Abstract

Introduction: Established predictors for outcome after intracerebral hemorrhage (ICH) may be subject to self-fulfilling prophecy, as studies examining their effects on mortality have generally not considered changes in code status leading to withdrawal of life-sustaining treatment (WLST). We aimed to identify factors specifically associated with WLST, and hypothesized that impaired consciousness and delirium would be especially implicated. Methods: We analyzed data from consecutive patients admitted with ICH from February-June 2018. ICH score and other clinical predictors were prospectively adjudicated, and most patients had delirium assessments performed by an expert clinician; for those who did not, we established the presence of probable delirium via chart review. Using logistic regression models that adjusted for ICH severity, we determined the association of impaired consciousness on admission (Glasgow Coma Scale [GCS] <13) with early WLST (defined as <24 hours from admission), and the presence of delirium on subsequent assessments with WLST after 24 hours. Results: Of 106 patients in our cohort (mean age 68.7 [SD 17.8], median ICH score 1.5 [IQR 1-2]), WLST occurred in 29% (22/40 with admission GCS <13, 9/66 with GCS 13-15). After adjusting for ICH severity, admission GCS <13 was more strongly associated with early WLST (OR 26.8, 95% CI 2.8-255.8) than other components of the ICH score (OR 9.9, 95% CI 1.5-67.0 for age >80; OR 8.4, 95% CI 1.7-40.7 for size >30cc; intraventricular hemorrhage and infratentorial location were not significant).

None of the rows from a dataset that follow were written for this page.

//! JSON/HTTP implementation of the engine client
//!
//! Attaches the session's bearer token to every request, applies the failure
//! policy, and publishes exactly one notification per failed request.

use async_trait::async_trait;
use reqwest::{Client, Method};
use serde::de::DeserializeOwned;
use serde_json::Value;
use std::sync::Arc;
use std::time::Duration;
use tracing::{debug, warn};

use super::{EngineApi, EngineError, StepExecution};
use crate::config::EngineConfig;
use crate::domain::{
    Agent, ApiResponse, ApprovalRequest, DashboardStats, ExecutionPlan, ExecutionPlanStatus, FlowDocument,
    PromptRequest, PromptResponse, parse_flow_document,
};
use crate::notify::NotificationBus;
use crate::session::Session;

/// Engine client over reqwest
pub struct HttpEngineClient {
    base_url: String,
    flow_path: String,
    step_execute_path: String,
    http: Client,
    session: Arc<Session>,
    notifications: NotificationBus,
}

impl HttpEngineClient {
    /// Create a client from configuration
    ///
    /// `timeout-ms: 0` leaves requests unbounded.
    pub fn from_config(
        config: &EngineConfig,
        session: Arc<Session>,
        notifications: NotificationBus,
    ) -> Result<Self, EngineError> {
        debug!(base_url = %config.base_url, timeout_ms = config.timeout_ms, "from_config: called");
        let mut builder = Client::builder();
        if config.timeout_ms > 0 {
            builder = builder.timeout(Duration::from_millis(config.timeout_ms));
        }
        let http = builder.build().map_err(EngineError::Network)?;

        Ok(Self {
            base_url: config.base_url.trim_end_matches('/').to_string(),
            flow_path: config.flow_path.clone(),
            step_execute_path: config.step_execute_path.clone(),
            http,
            session,
            notifications,
        })
    }

    pub fn session(&self) -> &Arc<Session> {
        &self.session
    }

    /// Send one request and return the body of a 2xx response
    async fn send(&self, method: Method, path: &str, body: Option<Value>, resource: &str) -> Result<Vec<u8>, EngineError> {
        let url = format!("{}{}", self.base_url, path);
        debug!(%method, %url, "send: called");

        let token = self.session.token();
        let mut request = self.http.request(method, &url);
        if let Some(token) = &token {
            request = request.bearer_auth(token);
        }
        if let Some(body) = body {
            request = request.json(&body);
        }

        let response = match request.send().await {
            Ok(r) => r,
            Err(e) => {
                debug!(error = %e, "send: network error");
                return Err(self.fail(EngineError::Network(e)));
            }
        };

        let status = response.status().as_u16();
        let bytes = match response.bytes().await {
            Ok(b) => b,
            Err(e) => return Err(self.fail(EngineError::Network(e))),
        };

        if !(200..300).contains(&status) {
            debug!(status, %resource, "send: engine returned failure");
            let reauth = status == 401 && self.session.revoke(token.as_deref());
            return Err(self.fail(EngineError::from_response(status, &bytes, resource, reauth)));
        }

        debug!(status, len = bytes.len(), "send: success");
        Ok(bytes.to_vec())
    }

    /// Publish the failure's notification, then hand the error back
    fn fail(&self, err: EngineError) -> EngineError {
        warn!(error = %err, "request failed");
        if let Some(notification) = err.notification() {
            self.notifications.publish(notification);
        }
        err
    }

    fn decode<T: DeserializeOwned>(&self, bytes: &[u8], what: &str) -> Result<T, EngineError> {
        serde_json::from_slice(bytes).map_err(|e| self.fail(EngineError::Decode(format!("{}: {}", what, e))))
    }

    /// Acknowledgements may arrive with an empty body
    fn decode_ack(&self, bytes: &[u8], what: &str) -> Result<ApiResponse, EngineError> {
        if bytes.iter().all(u8::is_ascii_whitespace) {
            return Ok(ApiResponse {
                success: true,
                ..Default::default()
            });
        }
        self.decode(bytes, what)
    }

    async fn get<T: DeserializeOwned>(&self, path: &str, resource: &str) -> Result<T, EngineError> {
        let bytes = self.send(Method::GET, path, None, resource).await?;
        self.decode(&bytes, resource)
    }

    async fn post_ack(&self, path: &str, body: Option<Value>, resource: &str) -> Result<ApiResponse, EngineError> {
        let bytes = self.send(Method::POST, path, body, resource).await?;
        self.decode_ack(&bytes, resource)
    }
}

/// Substitute `{planId}`/`{stepId}` placeholders with encoded segments
pub(crate) fn fill_path(template: &str, plan_id: &str, step_id: Option<&str>) -> String {
    let path = template.replace("{planId}", &encode_segment(plan_id));
    match step_id {
        Some(step_id) => path.replace("{stepId}", &encode_segment(step_id)),
        None => path,
    }
}

/// Percent-encode everything outside the RFC 3986 unreserved set
pub(crate) fn encode_segment(segment: &str) -> String {
    let mut out = String::with_capacity(segment.len());
    for byte in segment.bytes() {
        match byte {
            b'A'..=b'Z' | b'a'..=b'z' | b'0'..=b'9' | b'-' | b'_' | b'.' | b'~' => out.push(byte as char),
            _ => out.push_str(&format!("%{:02X}", byte)),
        }
    }
    out
}

fn to_body<T: serde::Serialize>(value: &T) -> Result<Value, EngineError> {
    serde_json::to_value(value).map_err(|e| EngineError::Decode(format!("request body: {}", e)))
}

#[async_trait]
impl EngineApi for HttpEngineClient {
    async fn list_plans(&self) -> Result<Vec<ExecutionPlan>, EngineError> {
        debug!("list_plans: called");
        self.get("/execution-plans", "execution plans").await
    }

    async fn get_flow(&self, plan_id: &str) -> Result<FlowDocument, EngineError> {
        debug!(%plan_id, "get_flow: called");
        let path = fill_path(&self.flow_path, plan_id, None);
        let bytes = self.send(Method::GET, &path, None, &format!("plan {}", plan_id)).await?;
        parse_flow_document(&bytes).map_err(|e| self.fail(EngineError::Validation(e)))
    }

    async fn execute_step(&self, plan_id: &str, execution: &StepExecution) -> Result<ApiResponse, EngineError> {
        debug!(%plan_id, step_id = %execution.step_id, flow_path = %execution.flow_path, "execute_step: called");
        let path = fill_path(&self.step_execute_path, plan_id, Some(&execution.step_id));
        let body = to_body(execution)?;
        self.post_ack(&path, Some(body), &format!("step {}", execution.step_id)).await
    }

    async fn execute_flow(&self, plan_id: &str) -> Result<ApiResponse, EngineError> {
        debug!(%plan_id, "execute_flow: called");
        let path = format!("/execution-plans/{}/execute", encode_segment(plan_id));
        self.post_ack(&path, None, &format!("plan {}", plan_id)).await
    }

    async fn plan_status(&self, plan_id: &str) -> Result<ExecutionPlanStatus, EngineError> {
        debug!(%plan_id, "plan_status: called");
        let path = format!("/master-agent/execution/{}/status", encode_segment(plan_id));
        self.get(&path, &format!("execution {}", plan_id)).await
    }

    async fn plan_agents(&self, plan_id: &str) -> Result<Vec<Agent>, EngineError> {
        debug!(%plan_id, "plan_agents: called");
        let path = format!("/master-agent/execution/{}/agents", encode_segment(plan_id));
        self.get(&path, &format!("execution {}", plan_id)).await
    }

    async fn stop_execution(&self, plan_id: &str) -> Result<ApiResponse, EngineError> {
        debug!(%plan_id, "stop_execution: called");
        let path = format!("/master-agent/execution/{}/stop", encode_segment(plan_id));
        self.post_ack(&path, None, &format!("execution {}", plan_id)).await
    }

    async fn submit_approval(
        &self,
        plan_id: &str,
        step_id: &str,
        approved: bool,
        feedback: Option<String>,
    ) -> Result<ApiResponse, EngineError> {
        debug!(%plan_id, %step_id, approved, "submit_approval: called");
        let path = format!(
            "/master-agent/execution/{}/steps/{}/approval",
            encode_segment(plan_id),
            encode_segment(step_id)
        );
        let body = to_body(&ApprovalRequest { approved, feedback })?;
        self.post_ack(&path, Some(body), &format!("step {}", step_id)).await
    }

    async fn process_prompt(&self, request: &PromptRequest) -> Result<PromptResponse, EngineError> {
        debug!(prompt_len = request.prompt.len(), "process_prompt: called");
        let body = to_body(request)?;
        let bytes = self.send(Method::POST, "/master-agent/process", Some(body), "prompt").await?;
        self.decode(&bytes, "prompt")
    }

    async fn active_executions(&self) -> Result<Vec<ExecutionPlanStatus>, EngineError> {
        debug!("active_executions: called");
        self.get("/monitoring/active-executions", "active executions").await
    }

    async fn dashboard_stats(&self) -> Result<DashboardStats, EngineError> {
        debug!("dashboard_stats: called");
        self.get("/analytics/dashboard-stats", "dashboard stats").await
    }
}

Of 92 patients who survived >24 hours without early WLST, 52% had delirium. We found that delirious patients were significantly more likely than patients without delirium to have subsequent WLST (33% vs. 2%, p<0.001; OR 18.8, 95% CI 2.1-165.5 after adjusting for ICH severity). Finally, we found that a composite predictor—initial GCS <13 or subsequent delirium—was strongly associated with WLST at any time during hospitalization (OR 19.0, 95% CI 2.3-158.0 after adjusting for ICH severity). Conclusion: Impaired consciousness and delirium likely play a significant role in WLST after ICH. However, whether this phenomenon is due to effects on clinician or surrogate decision-making remains unclear.